Numeta: A JIT Compiler for Python that Generates Fortran Code

Hey everyone!

I’ve been having a lot of fun working on a side project called Numeta. It’s a super simple Just-In-Time (JIT) compiler for Python that focuses on metaprogramming. Think of it as a dumb and lightweight version of Numba, but instead of trying to do all the fancy bytecode stuff, I’m keeping it simple by trying not to read the AST and generating good old Fortran code (because real programmers write Fortran in any language, no, actually because its very easy to translate Numpy code to Fortran ).

The idea is to use Python’s type hints to tell apart what’s compiled and what’s done at runtime. So far, it’s been really fun seeing this thing take shape! It’s in a very alpha stage (currently depends on gcc and gfortran, but there’s no inherent blocker for using other compilers, provided they support iso_c_binding). The code generation and JITting works, and I’m currently trying to figure out the next steps for the project.

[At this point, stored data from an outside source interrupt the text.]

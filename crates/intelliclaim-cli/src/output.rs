//! Output formatting for the CLI.

use crate::config::OutputFormat;
use crate::error::Result;
use colored::*;
use intelliclaim_domain::{Clause, Decision, Document, Verdict};
use intelliclaim_engine::{format_timestamp, BatchItem, BatchResult, DecisionPayload};
use intelliclaim_ingest::IngestReport;
use serde_json::json;
use tabled::{
    builder::Builder,
    settings::{object::Rows, Alignment, Modify, Style},
};

/// Output formatter.
pub struct Formatter {
    format: OutputFormat,
    color_enabled: bool,
}

/// Truncate to `max` characters, marking the cut with an ellipsis.
fn shorten(text: &str, max: usize) -> String {
    let flat = text.split_whitespace().collect::<Vec<_>>().join(" ");
    match flat.char_indices().nth(max) {
        Some((idx, _)) => format!("{}…", &flat[..idx]),
        None => flat,
    }
}

fn document_json(doc: &Document) -> serde_json::Value {
    let status = if doc.metadata.error.is_some() { "failed" } else { "processed" };
    json!({
        "id": doc.id.value(),
        "name": doc.name,
        "type": doc.format.as_str(),
        "size": doc.size,
        "uploadedAt": format_timestamp(doc.uploaded_at * 1000),
        "status": status,
        "wordCount": doc.word_count(),
        "metadata": {
            "pages": doc.metadata.pages,
            "confidence": doc.metadata.confidence,
            "language": doc.metadata.language,
            "processingTime": doc.metadata.processing_time,
            "error": doc.metadata.error,
        }
    })
}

Right now, I’m considering some possible directions:

  1. General improvements (e.g., adding support for return types is a must).
  2. Expand support for more NumPy functionalities. This might require linking against a LAPACK library, which introduces challenges in managing LAPACK as a dependency.
  3. Make it possible to run the code without the decorator (as in Numba), mainly to facilitate debugging.
  4. Expose more of Fortran’s functionalities directly, though this could complicate the previous point.
  5. Change the backend to translate directly to a compiler intermediate representation (preferably at a higher level). While this would involve significant work, it could remove the need to generate source code, making the JIT process more efficient and seamless.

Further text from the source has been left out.